Entonces lo entendí.
—Lyla es tu pareja, ¿verdad?
—pregunté y él respondió ansiosamente.
—Sí, lo es.
¿Cómo lo supiste?
—se rió en el enlace mental.
—No se necesita ser un genio para darse cuenta, hombre.
Siempre has estado en la manada y ahora encontraste a tu pareja el mismo día que ella cumplió 18 años —.
Era bastante obvio, para ser honesto.
Estaba muy feliz por él.
Siempre había estado enamorado de Lyla desde que éramos adolescentes, pero lo ocultó porque quería encontrar a su pareja.
No quería ilusionarla ni hacer que ella creyera que podrían estar juntos.
Estaba tan feliz de que todo hubiera salido bien para él.
—Te veré más tarde en la casa de la manada —dije antes de cerrar el enlace mental.
Decidí qué ponerme, pero decidí esperar en la casa hasta que casi fuera la hora de la ceremonia.
Sería incómodo estar cerca de Mamá.
Salí de la casa por la tarde, alrededor de las 5:30 pm.
La casa de la manada lucía bellamente decorada, pero en medio de todo, lo único que buscaba era a la belleza de ojos azules que vive sin pagar renta en mi cabeza.
Pronto llegó la hora y toda la casa de la manada estaba llena de gente, pero no veía a quien estaba buscando.
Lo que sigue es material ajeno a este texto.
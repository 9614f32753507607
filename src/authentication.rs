//! Bearer-token authentication for the `/api` scope. One shared key,
//! supplied by the operator through `SEGFLOW_API_KEY`; there are no user
//! accounts.

use actix_web::body::MessageBody;
use actix_web::dev::ServiceRequest;
use actix_web::dev::ServiceResponse;
use actix_web::error::InternalError;
use actix_web::http::header;
use actix_web::web::Data;
use actix_web::HttpResponse;
use actix_web_lab::middleware::Next;
use secrecy::ExposeSecret;
use secrecy::Secret;

/// Wrapper so the key can be shared through `Data` without colliding with
/// other `Secret<String>` state.
#[derive(Clone)]
pub struct ApiKey(pub Secret<String>);

/// Middleware for the whole `/api` scope; see
/// `actix_web_lab::middleware::from_fn`.
pub async fn reject_invalid_api_key(
    req: ServiceRequest,
    next: Next<impl MessageBody>,
) -> Result<ServiceResponse<impl MessageBody>, actix_web::Error> {
    let expected = req
        .app_data::<Data<ApiKey>>()
        .ok_or_else(|| actix_web::error::ErrorInternalServerError("API key is not configured"))?;

    match bearer_token(&req) {
        Some(token) if token == expected.0.expose_secret() => next.call(req).await,
        _ => {
            let resp = HttpResponse::Unauthorized()
                .json(serde_json::json!({ "error": "Invalid or missing API key" }));
            let e = anyhow::anyhow!("Invalid or missing API key");
            Err(InternalError::from_response(e, resp).into())
        }
    }
}

fn bearer_token(req: &ServiceRequest) -> Option<&str> {
    req.headers()
        .get(header::AUTHORIZATION)?
        .to_str()
        .ok()?
        .strip_prefix("Bearer ")
}
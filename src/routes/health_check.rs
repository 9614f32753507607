use actix_web::HttpResponse;

/// Unauthenticated liveness probe; says nothing about the database.
pub async fn health_check() -> HttpResponse { HttpResponse::Ok().finish() }
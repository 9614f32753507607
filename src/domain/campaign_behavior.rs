use serde::Deserialize;
use serde::Serialize;

/// How a campaign treats users who stop matching its segments: `static`
/// campaigns never evict an enrolled user, `dynamic` campaigns track the
/// segment predicate exactly and evict (terminating the execution).
#[derive(Debug, Clone, Copy, PartialEq, Eq, Serialize, Deserialize)]
#[serde(rename_all = "lowercase")]
pub enum CampaignBehavior {
    Static,
    Dynamic,
}

impl CampaignBehavior {
    pub fn as_str(&self) -> &'static str {
        match self {
            Self::Static => "static",
            Self::Dynamic => "dynamic",
        }
    }

    pub fn parse(s: &str) -> Result<Self, String> {
        match s {
            "static" => Ok(Self::Static),
            "dynamic" => Ok(Self::Dynamic),
            other => Err(format!("Unknown campaign behavior: {other:?}")),
        }
    }
}
//! Whole-configuration pushes. Each push is diffed against the last
//! accepted configuration (the newest row of the append-only `configs`
//! ledger) and applied as per-entity delete/add/update operations in a
//! fixed topological order. A push that produces no operations writes no
//! ledger row.

use std::collections::BTreeMap;

use serde::Deserialize;
use serde::Serialize;
use sqlx::MySql;
use sqlx::Row;
use sqlx::Transaction;

use crate::campaigns;
use crate::campaigns::Campaign;
use crate::domain::CampaignBehavior;
use crate::domain::EmailAddress;
use crate::email_client;
use crate::email_client::ProviderConfig;
use crate::memberships;
use crate::segments;
use crate::templates;
use crate::templates::Template;
use crate::transactions;
use crate::transactions::TransactionDef;

#[derive(Debug, Clone, Default, PartialEq, Serialize, Deserialize)]
#[serde(rename_all = "camelCase")]
pub struct ConfigPush {
    #[serde(default)]
    pub templates: BTreeMap<String, TemplateSpec>,
    #[serde(default)]
    pub segments: BTreeMap<String, SegmentSpec>,
    #[serde(default)]
    pub campaigns: BTreeMap<String, CampaignSpec>,
    #[serde(default)]
    pub transactions: BTreeMap<String, TransactionSpec>,
    #[serde(default)]
    pub email_provider: Option<EmailProviderSpec>,
}

#[derive(Debug, Clone, PartialEq, Serialize, Deserialize)]
pub struct TemplateSpec {
    pub subject: String,
    pub html: String,
    #[serde(default)]
    pub preamble: String,
}

#[derive(Debug, Clone, PartialEq, Serialize, Deserialize)]
pub struct SegmentSpec {
    pub evaluator: String,
}

#[derive(Debug, Clone, PartialEq, Serialize, Deserialize)]
#[serde(rename_all = "camelCase")]
pub struct CampaignSpec {
    pub flow: String,
    pub segments: Vec<String>,
    #[serde(default)]
    pub exclude_segments: Vec<String>,
    pub behavior: CampaignBehavior,
}

#[derive(Debug, Clone, PartialEq, Serialize, Deserialize)]
pub struct TransactionSpec {
    pub event: String,
    pub subject: String,
    pub html: String,
    #[serde(default)]
    pub preamble: String,
}

#[derive(Debug, Clone, PartialEq, Serialize, Deserialize)]
#[serde(rename_all = "camelCase")]
pub struct EmailProviderSpec {
    pub config: ProviderConfig,
    pub from_address: String,
}

#[derive(thiserror::Error, Debug)]
pub enum ReconcileError {
    #[error("{0}")]
    Validation(String),
    #[error("Campaign {0} changed; campaign updates are not supported, delete and re-add it")]
    UnsupportedCampaignUpdate(String),
    #[error(transparent)]
    Unexpected(#[from] anyhow::Error),
}

/// Keyed set diff for one entity type.
#[derive(Debug, Default, PartialEq)]
pub struct EntityOps {
    pub deleted: Vec<String>,
    pub added: Vec<String>,
    pub updated: Vec<String>,
}

impl EntityOps {
    fn is_empty(&self) -> bool {
        self.deleted.is_empty() && self.added.is_empty() && self.updated.is_empty()
    }
}

#[derive(Debug, Default, PartialEq)]
pub struct Operations {
    pub templates: EntityOps,
    pub transactions: EntityOps,
    pub segments: EntityOps,
    pub campaigns: EntityOps,
    pub email_provider_changed: bool,
}

impl Operations {
    pub fn is_empty(&self) -> bool {
        self.templates.is_empty()
            && self.transactions.is_empty()
            && self.segments.is_empty()
            && self.campaigns.is_empty()
            && !self.email_provider_changed
    }
}

#[derive(Debug, PartialEq)]
pub enum PushOutcome {
    /// The push was byte-for-byte equivalent to the current configuration;
    /// nothing ran and no ledger row was written.
    NoChanges,
    Applied { config_id: u64 },
}

/// Diff and apply a configuration push inside the caller's transaction.
#[tracing::instrument(skip_all)]
pub async fn apply(
    tx: &mut Transaction<'static, MySql>,
    new: ConfigPush,
) -> Result<PushOutcome, ReconcileError> {
    validate(&new)?;
    let old = latest_config(tx).await?.unwrap_or_default();
    let ops = compute_operations(&old, &new);
    if ops.is_empty() {
        tracing::info!("configuration push contained no changes");
        return Ok(PushOutcome::NoChanges);
    }
    tracing::info!(?ops, "applying configuration push");

    apply_templates(tx, &new, &ops.templates).await?;
    apply_transactions(tx, &new, &ops.transactions).await?;
    apply_segments(tx, &new, &ops.segments).await?;
    apply_campaigns(tx, &new, &ops.campaigns).await?;
    if ops.email_provider_changed {
        apply_email_provider(tx, new.email_provider.as_ref()).await?;
    }

    let config_json =
        serde_json::to_value(&new).map_err(|e| ReconcileError::Unexpected(e.into()))?;
    let config_id = sqlx::query("INSERT INTO configs (config_json) VALUES (?)")
        .bind(config_json)
        .execute(&mut **tx)
        .await
        .map_err(anyhow::Error::from)?
        .last_insert_id();
    Ok(PushOutcome::Applied { config_id })
}

/// The newest accepted configuration, parsed back out of the ledger.
pub async fn latest_config(
    tx: &mut Transaction<'static, MySql>
) -> Result<Option<ConfigPush>, anyhow::Error> {
    let Some(row) =
        sqlx::query("SELECT config_json FROM configs ORDER BY created_at DESC, id DESC LIMIT 1")
            .fetch_optional(&mut **tx)
            .await?
    else {
        return Ok(None);
    };
    let config: serde_json::Value = row.get("config_json");
    Ok(Some(serde_json::from_value(config).map_err(|e| {
        anyhow::anyhow!("Stored configuration is malformed: {e}")
    })?))
}

fn validate(config: &ConfigPush) -> Result<(), ReconcileError> {
    for (id, campaign) in &config.campaigns {
        if campaign.segments.is_empty() {
            return Err(ReconcileError::Validation(format!(
                "Campaign {id} has no include segments"
            )));
        }
        for segment_id in campaign.segments.iter().chain(&campaign.exclude_segments) {
            if !config.segments.contains_key(segment_id) {
                return Err(ReconcileError::Validation(format!(
                    "Campaign {id} references unknown segment {segment_id}"
                )));
            }
        }
    }
    if let Some(provider) = &config.email_provider {
        EmailAddress::parse(provider.from_address.clone()).map_err(ReconcileError::Validation)?;
    }
    Ok(())
}

pub fn compute_operations(
    old: &ConfigPush,
    new: &ConfigPush,
) -> Operations {
    Operations {
        templates: diff_keyed(&old.templates, &new.templates, PartialEq::eq),
        transactions: diff_keyed(&old.transactions, &new.transactions, PartialEq::eq),
        segments: diff_keyed(&old.segments, &new.segments, PartialEq::eq),
        campaigns: diff_keyed(&old.campaigns, &new.campaigns, campaign_specs_equal),
        email_provider_changed: old.email_provider != new.email_provider,
    }
}

fn diff_keyed<T>(
    old: &BTreeMap<String, T>,
    new: &BTreeMap<String, T>,
    eq: impl Fn(&T, &T) -> bool,
) -> EntityOps {
    let mut ops = EntityOps::default();
    for key in old.keys() {
        if !new.contains_key(key) {
            ops.deleted.push(key.clone());
        }
    }
    for (key, payload) in new {
        match old.get(key) {
            None => ops.added.push(key.clone()),
            Some(existing) if !eq(existing, payload) => ops.updated.push(key.clone()),
            Some(_) => {}
        }
    }
    ops
}

/// Campaign payloads compare their segment lists as sorted sets.
fn campaign_specs_equal(
    a: &CampaignSpec,
    b: &CampaignSpec,
) -> bool {
    a.flow == b.flow
        && a.behavior == b.behavior
        && sorted(&a.segments) == sorted(&b.segments)
        && sorted(&a.exclude_segments) == sorted(&b.exclude_segments)
}

fn sorted(ids: &[String]) -> Vec<&String> {
    let mut ids: Vec<&String> = ids.iter().collect();
    ids.sort();
    ids
}

async fn apply_templates(
    tx: &mut Transaction<'static, MySql>,
    new: &ConfigPush,
    ops: &EntityOps,
) -> Result<(), ReconcileError> {
    for id in &ops.deleted {
        templates::delete(tx, id).await?;
    }
    for id in ops.added.iter().chain(&ops.updated) {
        let spec = &new.templates[id];
        let template = Template {
            id: id.clone(),
            subject: spec.subject.clone(),
            html: spec.html.clone(),
            preamble: spec.preamble.clone(),
        };
        if ops.added.contains(id) {
            templates::insert(tx, &template).await?;
        } else {
            templates::update(tx, &template).await?;
        }
    }
    Ok(())
}

async fn apply_transactions(
    tx: &mut Transaction<'static, MySql>,
    new: &ConfigPush,
    ops: &EntityOps,
) -> Result<(), ReconcileError> {
    for id in &ops.deleted {
        transactions::delete(tx, id).await?;
    }
    for id in ops.added.iter().chain(&ops.updated) {
        let spec = &new.transactions[id];
        let def = TransactionDef {
            id: id.clone(),
            event: spec.event.clone(),
            subject: spec.subject.clone(),
            html: spec.html.clone(),
            preamble: spec.preamble.clone(),
        };
        if ops.added.contains(id) {
            transactions::insert(tx, &def).await?;
        } else {
            transactions::update(tx, &def).await?;
        }
    }
    Ok(())
}

/// Segment adds and updates run a full global reevaluation and fan the
/// membership diff out to campaign memberships.
async fn apply_segments(
    tx: &mut Transaction<'static, MySql>,
    new: &ConfigPush,
    ops: &EntityOps,
) -> Result<(), ReconcileError> {
    for id in &ops.deleted {
        segments::delete(tx, id).await?;
    }
    for id in &ops.added {
        segments::insert(tx, id, &new.segments[id].evaluator).await?;
    }
    for id in &ops.updated {
        segments::update_evaluator(tx, id, &new.segments[id].evaluator).await?;
    }
    for id in ops.added.iter().chain(&ops.updated) {
        let changes = segments::evaluate_global(tx, id).await?;
        memberships::reevaluate_for_segment_change(tx, id, &changes).await?;
    }
    Ok(())
}

async fn apply_campaigns(
    tx: &mut Transaction<'static, MySql>,
    new: &ConfigPush,
    ops: &EntityOps,
) -> Result<(), ReconcileError> {
    if let Some(id) = ops.updated.first() {
        return Err(ReconcileError::UnsupportedCampaignUpdate(id.clone()));
    }
    for id in &ops.deleted {
        campaigns::delete(tx, id).await?;
    }
    for id in &ops.added {
        let spec = &new.campaigns[id];
        let campaign = Campaign {
            id: id.clone(),
            flow: spec.flow.clone(),
            behavior: spec.behavior,
            segments: spec.segments.clone(),
            exclude_segments: spec.exclude_segments.clone(),
        };
        campaigns::insert(tx, &campaign).await?;
        campaigns::enroll_matching_users(tx, &campaign).await?;
    }
    Ok(())
}

async fn apply_email_provider(
    tx: &mut Transaction<'static, MySql>,
    provider: Option<&EmailProviderSpec>,
) -> Result<(), ReconcileError> {
    match provider {
        Some(spec) => {
            let from_address = EmailAddress::parse(spec.from_address.clone())
                .map_err(ReconcileError::Validation)?;
            email_client::set_provider(tx, &spec.config, &from_address).await?;
        }
        None => email_client::clear_provider(tx).await?,
    }
    Ok(())
}
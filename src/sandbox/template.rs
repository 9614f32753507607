/// Compile embedded-expression template text into a rhai script that
/// evaluates to the rendered string.
///
/// Two tag forms, EJS-style:
/// - `<%= expr %>` interpolates the expression's value;
/// - `<% stmt %>` splices raw statements, so tags may open and close blocks
///   around literal chunks (`<% if user.active { %>...<% } %>`).
///
/// Literal text becomes `__out += "...";` appends; the caller prepends the
/// preamble and binds template variables in the evaluation scope.
pub(super) fn compile(html: &str) -> Result<String, String> {
    let mut script = String::with_capacity(html.len() + 64);
    script.push_str("let __out = \"\";\n");

    let mut rest = html;
    while let Some(open) = rest.find("<%") {
        push_literal(&mut script, &rest[..open]);
        let tag = &rest[open + 2..];
        let close = tag
            .find("%>")
            .ok_or_else(|| "Unclosed template tag".to_string())?;
        match tag.strip_prefix('=') {
            Some(expr_and_rest) => {
                let expr = expr_and_rest[..close - 1].trim();
                if expr.is_empty() {
                    return Err("Empty template expression".to_string());
                }
                script.push_str("__out += (");
                script.push_str(expr);
                script.push_str(");\n");
            }
            None => {
                // raw statement fragment; no trailing `;` so block tags compose
                script.push_str(tag[..close].trim());
                script.push('\n');
            }
        }
        rest = &tag[close + 2..];
    }
    push_literal(&mut script, rest);

    script.push_str("__out\n");
    Ok(script)
}

fn push_literal(
    script: &mut String,
    literal: &str,
) {
    if literal.is_empty() {
        return;
    }
    script.push_str("__out += \"");
    for c in literal.chars() {
        match c {
            '"' => script.push_str("\\\""),
            '\\' => script.push_str("\\\\"),
            '\n' => script.push_str("\\n"),
            '\r' => script.push_str("\\r"),
            '\t' => script.push_str("\\t"),
            c => script.push(c),
        }
    }
    script.push_str("\";\n");
}

#[cfg(test)]
mod tests {
    use claims::assert_err;
    use claims::assert_ok;

    use super::compile;

    #[test]
    fn literal_only() {
        let script = compile("<p>Hi</p>").unwrap();
        assert!(script.contains(r#"__out += "<p>Hi</p>";"#));
    }

    #[test]
    fn interpolation_and_statements() {
        let script = compile("<% let n = user.name %><p>Hi <%= n %></p>").unwrap();
        assert!(script.contains("let n = user.name"));
        assert!(script.contains("__out += (n);"));
    }

    #[test]
    fn escapes_quotes_and_newlines() {
        let script = compile("a \"b\"\nc\\d").unwrap();
        assert!(script.contains(r#"__out += "a \"b\"\nc\\d";"#));
    }

    #[test]
    fn unclosed_tag() {
        assert_err!(compile("<p><%= user.name"));
        assert_ok!(compile("<p>100%></p>"));
    }
}
//! Email template storage. `subject` and `preamble` are authored
//! expression/statement sources, `html` is embedded-expression template
//! text; all three are opaque here and only interpreted by the sandbox.

use sqlx::MySql;
use sqlx::Row;
use sqlx::Transaction;

#[derive(Debug, Clone)]
pub struct Template {
    pub id: String,
    pub subject: String,
    pub html: String,
    pub preamble: String,
}

pub async fn insert(
    tx: &mut Transaction<'static, MySql>,
    template: &Template,
) -> Result<(), anyhow::Error> {
    sqlx::query("INSERT INTO templates (id, subject, html, preamble) VALUES (?, ?, ?, ?)")
        .bind(&template.id)
        .bind(&template.subject)
        .bind(&template.html)
        .bind(&template.preamble)
        .execute(&mut **tx)
        .await?;
    Ok(())
}

pub async fn update(
    tx: &mut Transaction<'static, MySql>,
    template: &Template,
) -> Result<(), anyhow::Error> {
    let updated = sqlx::query("UPDATE templates SET subject = ?, html = ?, preamble = ? WHERE id = ?")
        .bind(&template.subject)
        .bind(&template.html)
        .bind(&template.preamble)
        .bind(&template.id)
        .execute(&mut **tx)
        .await?
        .rows_affected();
    if updated == 0 {
        anyhow::bail!("Template {} not found", template.id);
    }
    Ok(())
}

pub async fn delete(
    tx: &mut Transaction<'static, MySql>,
    id: &str,
) -> Result<bool, anyhow::Error> {
    let deleted = sqlx::query("DELETE FROM templates WHERE id = ?")
        .bind(id)
        .execute(&mut **tx)
        .await?
        .rows_affected();
    Ok(deleted > 0)
}

pub async fn get(
    tx: &mut Transaction<'static, MySql>,
    id: &str,
) -> Result<Option<Template>, anyhow::Error> {
    let row = sqlx::query("SELECT id, subject, html, preamble FROM templates WHERE id = ?")
        .bind(id)
        .fetch_optional(&mut **tx)
        .await?;
    Ok(row.map(template_from_row))
}

pub async fn list(
    tx: &mut Transaction<'static, MySql>
) -> Result<Vec<Template>, anyhow::Error> {
    let rows = sqlx::query("SELECT id, subject, html, preamble FROM templates ORDER BY id")
        .fetch_all(&mut **tx)
        .await?;
    Ok(rows.into_iter().map(template_from_row).collect())
}

fn template_from_row(row: sqlx::mysql::MySqlRow) -> Template {
    Template {
        id: row.get("id"),
        subject: row.get("subject"),
        html: row.get("html"),
        preamble: row.get("preamble"),
    }
}
//! Ephemeral evaluation of operator-authored code: subject expressions,
//! embedded-expression templates, and resumable flow programs.
//!
//! Every entry point builds a fresh `rhai::Engine`, evaluates, and drops it;
//! no interpreter state survives a call, and the engine exposes only the
//! string/numeric standard library (no modules, no I/O).

mod template;

use std::sync::Arc;
use std::sync::RwLock;

use rhai::serde::from_dynamic;
use rhai::serde::to_dynamic;
use rhai::Dynamic;
use rhai::Engine;
use rhai::EvalAltResult;
use rhai::FnPtr;
use rhai::Position;
use rhai::Scope;
use serde_json::Value;

#[derive(thiserror::Error, Debug)]
pub enum SandboxError {
    /// Authored code failed to compile or threw at runtime.
    #[error("Script error: {0}")]
    Script(String),
    /// Authored code produced a value the engine cannot carry back out
    /// (e.g. attributes that are no longer a JSON document).
    #[error("Script produced an unusable value: {0}")]
    Convert(String),
}

/// A command yielded by a flow program, constructed through the runtime
/// object passed as the flow's second parameter.
#[derive(Debug, Clone, PartialEq)]
pub enum FlowCommand {
    SendEmail { template_id: String },
    Wait { duration: WaitDuration },
    SendSms { message: String },
}

/// Additive duration components for `rt.wait`; a week is seven days.
#[derive(Debug, Clone, Copy, PartialEq, Eq, Default)]
pub struct WaitDuration {
    pub seconds: i64,
    pub minutes: i64,
    pub hours: i64,
    pub days: i64,
    pub weeks: i64,
}

impl WaitDuration {
    fn from_map(map: &rhai::Map) -> Result<Self, String> {
        let mut duration = Self::default();
        for (key, value) in map {
            let amount = value
                .as_int()
                .map_err(|t| format!("Duration component {key:?} must be an integer, got {t}"))?;
            match key.as_str() {
                "seconds" => duration.seconds = amount,
                "minutes" => duration.minutes = amount,
                "hours" => duration.hours = amount,
                "days" => duration.days = amount,
                "weeks" => duration.weeks = amount,
                other => return Err(format!("Unknown duration component {other:?}")),
            }
        }
        Ok(duration)
    }

    pub fn to_duration(&self) -> chrono::Duration {
        let seconds = self.seconds
            + self.minutes * 60
            + self.hours * 3600
            + self.days * 86_400
            + self.weeks * 7 * 86_400;
        chrono::Duration::seconds(seconds)
    }
}

/// The result of driving a flow one yield forward.
#[derive(Debug)]
pub struct StepOutcome {
    /// The command produced by the target yield; `None` when the program
    /// returned instead of yielding.
    pub command: Option<FlowCommand>,
    pub done: bool,
    /// `ctx.attributes` as the flow left it.
    pub attributes: Value,
}

/// `source` must evaluate to a one-parameter closure; the result is coerced
/// to a string.
pub fn eval_user_expr(
    source: &str,
    user: &Value,
) -> Result<String, SandboxError> {
    let engine = new_engine();
    let (ast, f) = compile_closure(&engine, source)?;
    let user = to_dynamic(user).map_err(convert_err)?;
    let out: Dynamic = f
        .call(&engine, &ast, (user,))
        .map_err(|e| SandboxError::Script(e.to_string()))?;
    Ok(coerce_string(out))
}

/// `source` must evaluate to a two-parameter closure over `(user, event)`.
pub fn eval_user_event_expr(
    source: &str,
    user: &Value,
    event: &Value,
) -> Result<String, SandboxError> {
    let engine = new_engine();
    let (ast, f) = compile_closure(&engine, source)?;
    let user = to_dynamic(user).map_err(convert_err)?;
    let event = to_dynamic(event).map_err(convert_err)?;
    let out: Dynamic = f
        .call(&engine, &ast, (user, event))
        .map_err(|e| SandboxError::Script(e.to_string()))?;
    Ok(coerce_string(out))
}

/// Render template text with `<%= expr %>`/`<% stmt %>` tags. The preamble
/// runs first as a statement block; `vars` are bound as top-level names.
pub fn render_template(
    html_source: &str,
    preamble_source: &str,
    vars: &[(&str, &Value)],
) -> Result<String, SandboxError> {
    let body = template::compile(html_source).map_err(SandboxError::Script)?;
    let script = format!("{preamble_source}\n{body}");

    let engine = new_engine();
    let mut scope = Scope::new();
    for (name, value) in vars {
        scope.push_dynamic(*name, to_dynamic(value).map_err(convert_err)?);
    }
    let out: Dynamic = engine
        .eval_with_scope(&mut scope, &script)
        .map_err(|e| SandboxError::Script(e.to_string()))?;
    Ok(coerce_string(out))
}

/// Drive `flow_source` from its beginning through `target_index + 1` yields.
///
/// `attr_states[i]` is presented as `ctx.attributes` immediately before the
/// i-th yield is produced, so conditional branches replay exactly as they
/// ran on earlier ticks; the caller supplies one state per yield up to and
/// including the target. The (possibly mutated) attributes are read back
/// after the advance.
pub fn step_flow(
    flow_source: &str,
    attr_states: &[Value],
    target_index: usize,
) -> Result<StepOutcome, SandboxError> {
    debug_assert_eq!(attr_states.len(), target_index + 1);

    let mut engine = new_engine();
    register_flow_types(&mut engine);
    let (ast, f) = compile_closure(&engine, flow_source)?;

    let attr_states = attr_states
        .iter()
        .map(to_dynamic)
        .collect::<Result<Vec<_>, _>>()
        .map_err(convert_err)?;
    let state = Arc::new(RwLock::new(StepState {
        target: target_index,
        yields_seen: 0,
        attributes: attr_states[0].clone(),
        attr_states,
        emitted: None,
    }));

    let ctx = FlowContext {
        state: state.clone(),
    };
    let rt = FlowRuntime {
        state: state.clone(),
    };
    let result: Result<Dynamic, _> = f.call(&engine, &ast, (ctx, rt));

    let mut state = state
        .write()
        .map_err(|_| SandboxError::Convert("flow state lock poisoned".to_string()))?;
    let attributes: Value = from_dynamic(&state.attributes).map_err(convert_err)?;

    match result {
        Ok(_) => Ok(StepOutcome {
            command: None,
            done: true,
            attributes,
        }),
        Err(e) if is_yield_break(&e) => Ok(StepOutcome {
            command: state.emitted.take(),
            done: false,
            attributes,
        }),
        Err(e) => Err(SandboxError::Script(e.to_string())),
    }
}

/// Raised by the runtime object to stop evaluation once the target yield
/// has produced its command.
const YIELD_BREAK: &str = "segflow::yield_break";

struct StepState {
    target: usize,
    yields_seen: usize,
    attr_states: Vec<Dynamic>,
    /// Current value of `ctx.attributes`; rebound between yields, mutable
    /// from the script.
    attributes: Dynamic,
    emitted: Option<FlowCommand>,
}

/// The flow's first parameter: exposes `ctx.attributes`.
#[derive(Clone)]
struct FlowContext {
    state: Arc<RwLock<StepState>>,
}

impl FlowContext {
    fn attributes(&mut self) -> Result<Dynamic, Box<EvalAltResult>> {
        Ok(self.state.read().map_err(lock_err)?.attributes.clone())
    }

    fn set_attributes(
        &mut self,
        value: Dynamic,
    ) -> Result<(), Box<EvalAltResult>> {
        self.state.write().map_err(lock_err)?.attributes = value;
        Ok(())
    }
}

/// The flow's second parameter: each command constructor is one yield.
#[derive(Clone)]
struct FlowRuntime {
    state: Arc<RwLock<StepState>>,
}

impl FlowRuntime {
    fn send_email(
        &mut self,
        template_id: &str,
    ) -> Result<(), Box<EvalAltResult>> {
        self.advance(FlowCommand::SendEmail {
            template_id: template_id.to_string(),
        })
    }

    fn wait(
        &mut self,
        duration: rhai::Map,
    ) -> Result<(), Box<EvalAltResult>> {
        let duration = WaitDuration::from_map(&duration)?;
        self.advance(FlowCommand::Wait { duration })
    }

    fn send_sms(
        &mut self,
        message: &str,
    ) -> Result<(), Box<EvalAltResult>> {
        self.advance(FlowCommand::SendSms {
            message: message.to_string(),
        })
    }

    fn advance(
        &mut self,
        command: FlowCommand,
    ) -> Result<(), Box<EvalAltResult>> {
        let mut state = self.state.write().map_err(lock_err)?;
        let index = state.yields_seen;
        state.yields_seen += 1;
        if index >= state.target {
            state.emitted = Some(command);
            return Err(
                EvalAltResult::ErrorRuntime(Dynamic::from(YIELD_BREAK), Position::NONE).into(),
            );
        }
        // rebind the snapshot the flow will observe at the next yield
        state.attributes = state.attr_states[index + 1].clone();
        Ok(())
    }
}

fn new_engine() -> Engine { Engine::new() }

fn register_flow_types(engine: &mut Engine) {
    engine.register_type_with_name::<FlowContext>("FlowContext");
    engine.register_get("attributes", FlowContext::attributes);
    engine.register_set("attributes", FlowContext::set_attributes);
    engine.register_type_with_name::<FlowRuntime>("FlowRuntime");
    engine.register_fn("send_email", FlowRuntime::send_email);
    engine.register_fn("wait", FlowRuntime::wait);
    engine.register_fn("send_sms", FlowRuntime::send_sms);
}

/// Compile and evaluate a source whose result must be a closure.
fn compile_closure(
    engine: &Engine,
    source: &str,
) -> Result<(rhai::AST, FnPtr), SandboxError> {
    let ast = engine
        .compile(source)
        .map_err(|e| SandboxError::Script(e.to_string()))?;
    let f: FnPtr = engine
        .eval_ast(&ast)
        .map_err(|e| SandboxError::Script(format!("Source is not a function: {e}")))?;
    Ok((ast, f))
}

fn is_yield_break(e: &EvalAltResult) -> bool {
    match e {
        EvalAltResult::ErrorRuntime(token, _) => {
            token.clone().into_string().is_ok_and(|s| s == YIELD_BREAK)
        }
        // errors crossing a function-call boundary come back wrapped
        EvalAltResult::ErrorInFunctionCall(_, _, inner, _) => is_yield_break(inner),
        _ => false,
    }
}

fn coerce_string(value: Dynamic) -> String {
    if value.is_string() {
        value.into_string().unwrap_or_default()
    } else {
        value.to_string()
    }
}

fn convert_err(e: Box<EvalAltResult>) -> SandboxError { SandboxError::Convert(e.to_string()) }

fn lock_err<E>(_: E) -> Box<EvalAltResult> { "flow state lock poisoned".into() }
Entré al jardín donde se llevaría a cabo la ceremonia y Daxon comenzó a agitarse dentro de mí.
—¿Qué pasa, Dax?
¿Está pasando algo?
—pregunté y él dijo solo una palabra:
—Pareja.
No bien había hablado cuando me encontré con los ojos de la mujer más hermosa que he visto jamás.
Se veía increíblemente hermosa y el vestido negro no hacía justicia suficiente a su belleza.
Sentí mi corazón latiendo rápidamente en mi pecho, pero eso no fue lo que me asombró.
Por primera vez desde que nos conocimos, me sentí conectado con su loba.
Sus ojos también se abrieron al parecer sentirlo también.
Lyla le estaba hablando, pero ella parecía estar atascada en un solo lugar.
Hice un movimiento para ir hacia ella cuando Fay se paró frente a mí, haciéndome perder el contacto visual con ella por un momento.
Sentí a Daxon gruñir en mi cabeza por ser interrumpido de ir hacia su pareja.
—¿Qué demonios quieres, Fay?
—le gruñí.
Ella pareció asustada por un momento antes de sonreírme seductoramente.
—No me llamaste desde que te fuiste ayer por la mañana, Adrian.
Te estaba esperando —ronroneó mientras colocaba sus manos en mi pecho.
Sentí la rabia correr por mis venas y resistí la urgencia de romperle el maldito cuello.
Sentí que mis ojos cambiaban de color, cediendo parcialmente el control a Daxon.
—Quita tus sucias manos de mi cuerpo y conoce tu lugar, cachorrita —le gruñí y ella retrocedió con miedo antes de alejarse rápidamente de mí.
Miré hacia arriba, buscando a Lola, pero no se encontraba por ninguna parte.
Quería sentir más de lo que sentí cuando nuestros ojos se encontraron.
«Voy a trabajar para conseguirla», me prometí a mí mismo.